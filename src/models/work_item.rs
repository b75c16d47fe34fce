//! 工作项与任务结果
//!
//! 一个 `WorkItem` 驱动一次 agent 任务，产生恰好一个 `TaskOutcome`。

use serde_json::{Map, Value as JsonValue};

use crate::error::ItemError;

/// 用于日志标识工作项的字段，按优先级排列
const LABEL_FIELDS: [&str; 4] = ["website", "url", "name", "key"];

/// 工作项（一家公司或表格中的一行）
///
/// 派发后不可变；`index` 是它在提交列表中的位置，决定槽位并用于恢复输入顺序。
#[derive(Debug, Clone, PartialEq)]
pub struct WorkItem {
    index: usize,
    fields: Map<String, JsonValue>,
}

impl WorkItem {
    pub fn new(index: usize, fields: Map<String, JsonValue>) -> Self {
        Self { index, fields }
    }

    pub fn index(&self) -> usize {
        self.index
    }

    pub fn fields(&self) -> &Map<String, JsonValue> {
        &self.fields
    }

    pub fn get(&self, field: &str) -> Option<&JsonValue> {
        self.fields.get(field)
    }

    /// 日志里用来标识工作项的文本（website / url / name / key，都没有则用序号）
    pub fn label(&self) -> String {
        LABEL_FIELDS
            .iter()
            .filter_map(|field| self.fields.get(*field))
            .map(value_to_text)
            .find(|text| !text.is_empty())
            .unwrap_or_else(|| format!("#{}", self.index))
    }
}

/// 成功的任务结果：原始字段 + agent 产出的字段
#[derive(Debug, Clone, PartialEq)]
pub struct ItemRecord {
    pub index: usize,
    pub fields: Map<String, JsonValue>,
}

/// 单个工作项的终态
#[derive(Debug, Clone, PartialEq)]
pub enum TaskOutcome {
    /// 成功，带合并后的字段
    Succeeded(ItemRecord),
    /// 被丢弃，不产生结果
    Dropped { index: usize, reason: ItemError },
}

/// 一次运行中所有未被丢弃的结果，按完成顺序排列
#[derive(Debug, Clone, Default, PartialEq)]
pub struct ResultSet {
    records: Vec<ItemRecord>,
}

impl ResultSet {
    pub fn new() -> Self {
        Self::default()
    }

    pub fn push(&mut self, record: ItemRecord) {
        self.records.push(record);
    }

    /// 拼接另一组结果（不去重、不交错）
    pub fn extend(&mut self, other: ResultSet) {
        self.records.extend(other.records);
    }

    pub fn len(&self) -> usize {
        self.records.len()
    }

    pub fn is_empty(&self) -> bool {
        self.records.is_empty()
    }

    pub fn records(&self) -> &[ItemRecord] {
        &self.records
    }

    /// 按原始序号重新排序，恢复输入顺序
    pub fn into_input_order(mut self) -> Vec<ItemRecord> {
        self.records.sort_by_key(|record| record.index);
        self.records
    }

    pub fn into_records(self) -> Vec<ItemRecord> {
        self.records
    }
}

/// 把 JSON 值转成写入提示词/表格的文本（字符串不带引号，null 为空）
pub fn value_to_text(value: &JsonValue) -> String {
    match value {
        JsonValue::Null => String::new(),
        JsonValue::String(s) => s.clone(),
        JsonValue::Bool(b) => b.to_string(),
        JsonValue::Number(n) => n.to_string(),
        other => other.to_string(),
    }
}
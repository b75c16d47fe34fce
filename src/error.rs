use thiserror::Error;

/// 应用程序错误类型
#[derive(Debug, Error)]
pub enum AppError {
    /// 配置错误（必须在派发任何任务之前暴露给操作者）
    #[error("配置错误: {0}")]
    Config(#[from] ConfigError),
    /// 资源池错误
    #[error("资源池错误: {0}")]
    Pool(#[from] PoolError),
    /// 文件操作错误
    #[error("文件错误: {0}")]
    File(#[from] FileError),
    /// 其他错误（用于包装第三方库错误）
    #[error("错误: {0}")]
    Other(#[from] anyhow::Error),
}

/// 配置错误
#[derive(Debug, Clone, PartialEq, Error)]
pub enum ConfigError {
    /// 输入表缺少必需的列
    #[error("缺少必需的列: {}", missing.join(", "))]
    MissingColumns { missing: Vec<String> },
    /// 配置中找不到指定的 profile
    #[error("找不到 profile: {name}")]
    UnknownProfile { name: String },
    /// 模型目录中没有该模型
    #[error("未知模型: {model}")]
    UnknownModel { model: String },
    /// 所选模型对应的 API 密钥缺失
    #[error("模型 {model} 需要 {provider} API 密钥")]
    MissingApiKey { model: String, provider: String },
    /// 提示词为空
    #[error("profile {profile} 的提示词为空")]
    EmptyPrompt { profile: String },
    /// 输出列为空
    #[error("profile {profile} 没有声明输出列")]
    NoOutputColumns { profile: String },
    /// 在线模式缺少浏览器配置
    #[error("profile {profile} 启用了浏览器但缺少 browser_config")]
    MissingBrowserConfig { profile: String },
    /// 温度超出 [0, 1]
    #[error("temperature {value} 超出范围 [0, 1]")]
    InvalidTemperature { value: f32 },
    /// 资源池大小必须 >= 1
    #[error("资源池大小必须 >= 1 (实际: {size})")]
    InvalidPoolSize { size: usize },
    /// 并发许可数大于资源池大小，两个任务可能落到同一个槽位
    #[error("并发许可数 {permits} 大于资源池大小 {pool_size}")]
    LimiterExceedsPool { permits: usize, pool_size: usize },
    /// 输入文件不存在
    #[error("输入文件不存在: {path}")]
    InputFileNotFound { path: String },
}

impl ConfigError {
    /// 对应的本地化字符串 key
    pub fn message_key(&self) -> &'static str {
        match self {
            ConfigError::MissingColumns { .. } => "missing_columns",
            ConfigError::UnknownProfile { .. } => "unknown_profile",
            ConfigError::UnknownModel { .. } => "invalid_model",
            ConfigError::MissingApiKey { provider, .. } => match provider.as_str() {
                "openai" => "no_openai_key",
                "anthropic" => "no_anthropic_key",
                _ => "no_google_key",
            },
            ConfigError::EmptyPrompt { .. } => "no_prompt",
            ConfigError::NoOutputColumns { .. } => "no_columns",
            ConfigError::MissingBrowserConfig { .. } => "no_browser_config",
            ConfigError::InvalidTemperature { .. } => "invalid_temperature",
            ConfigError::InvalidPoolSize { .. } | ConfigError::LimiterExceedsPool { .. } => {
                "invalid_parallelism"
            }
            ConfigError::InputFileNotFound { .. } => "input_file_not_found",
        }
    }
}

/// 资源池错误
#[derive(Debug, Clone, PartialEq, Eq, Error)]
pub enum PoolError {
    /// 槽位超出范围
    #[error("槽位 {slot} 超出范围 [0, {size})")]
    SlotOutOfRange { slot: usize, size: usize },
    /// 资源池已释放
    #[error("资源池已释放")]
    Released,
}

/// 文件操作错误
#[derive(Debug, Error)]
pub enum FileError {
    /// 读取文件失败
    #[error("读取文件失败 ({path}): {source}")]
    ReadFailed {
        path: String,
        #[source]
        source: Box<dyn std::error::Error + Send + Sync>,
    },
    /// 写入文件失败
    #[error("写入文件失败 ({path}): {source}")]
    WriteFailed {
        path: String,
        #[source]
        source: Box<dyn std::error::Error + Send + Sync>,
    },
    /// TOML 解析失败
    #[error("TOML解析失败 ({path}): {source}")]
    TomlParseFailed {
        path: String,
        #[source]
        source: toml::de::Error,
    },
    /// 表格格式不正确
    #[error("表格格式错误 ({path}): {reason}")]
    BadTable { path: String, reason: String },
}

/// 单个工作项被丢弃的原因
///
/// 只在派发器/收集器内部流转，不会向上传播
#[derive(Debug, Clone, PartialEq, Eq, Error)]
pub enum ItemError {
    /// agent 调用出错（网络、超时、步数耗尽等）
    #[error("agent 执行失败: {0}")]
    Failed(String),
    /// agent 明确报告访问被拦截
    #[error("访问被拦截: {0}")]
    Blocked(String),
    /// agent 返回的内容无法解析为对象
    #[error("返回内容格式错误: {0}")]
    Malformed(String),
    /// 执行任务的 worker 意外退出
    #[error("任务异常退出: {0}")]
    Aborted(String),
}

// ========== 便捷构造函数 ==========

impl FileError {
    /// 创建文件读取错误
    pub fn read(path: impl Into<String>, source: impl std::error::Error + Send + Sync + 'static) -> Self {
        FileError::ReadFailed {
            path: path.into(),
            source: Box::new(source),
        }
    }

    /// 创建文件写入错误
    pub fn write(path: impl Into<String>, source: impl std::error::Error + Send + Sync + 'static) -> Self {
        FileError::WriteFailed {
            path: path.into(),
            source: Box::new(source),
        }
    }
}

// ========== Result 类型别名 ==========

/// 应用程序结果类型
pub type AppResult<T> = Result<T, AppError>;

#[cfg(test)]
mod tests {
    use super::*;

    #[test]
    fn test_missing_columns_message_lists_every_column() {
        let err = ConfigError::MissingColumns {
            missing: vec!["website".into(), "name".into()],
        };
        assert_eq!(err.to_string(), "缺少必需的列: website, name");
        assert_eq!(err.message_key(), "missing_columns");
    }

    #[test]
    fn test_missing_key_maps_to_provider_message() {
        let err = ConfigError::MissingApiKey {
            model: "claude-3-sonnet".into(),
            provider: "anthropic".into(),
        };
        assert_eq!(err.message_key(), "no_anthropic_key");
    }

    #[test]
    fn test_config_error_converts_into_app_error() {
        let err: AppError = ConfigError::InvalidPoolSize { size: 0 }.into();
        assert!(matches!(err, AppError::Config(ConfigError::InvalidPoolSize { size: 0 })));
    }
}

━━━━━━━━━━━━━━━━━━━━

__Task objective__
Filter the records above for the string "InputFileNotFound" and copy each matching line.

__Result__
    InputFileNotFound { path: String },
            ConfigError::InputFileNotFound { .. } => "input_file_not_found",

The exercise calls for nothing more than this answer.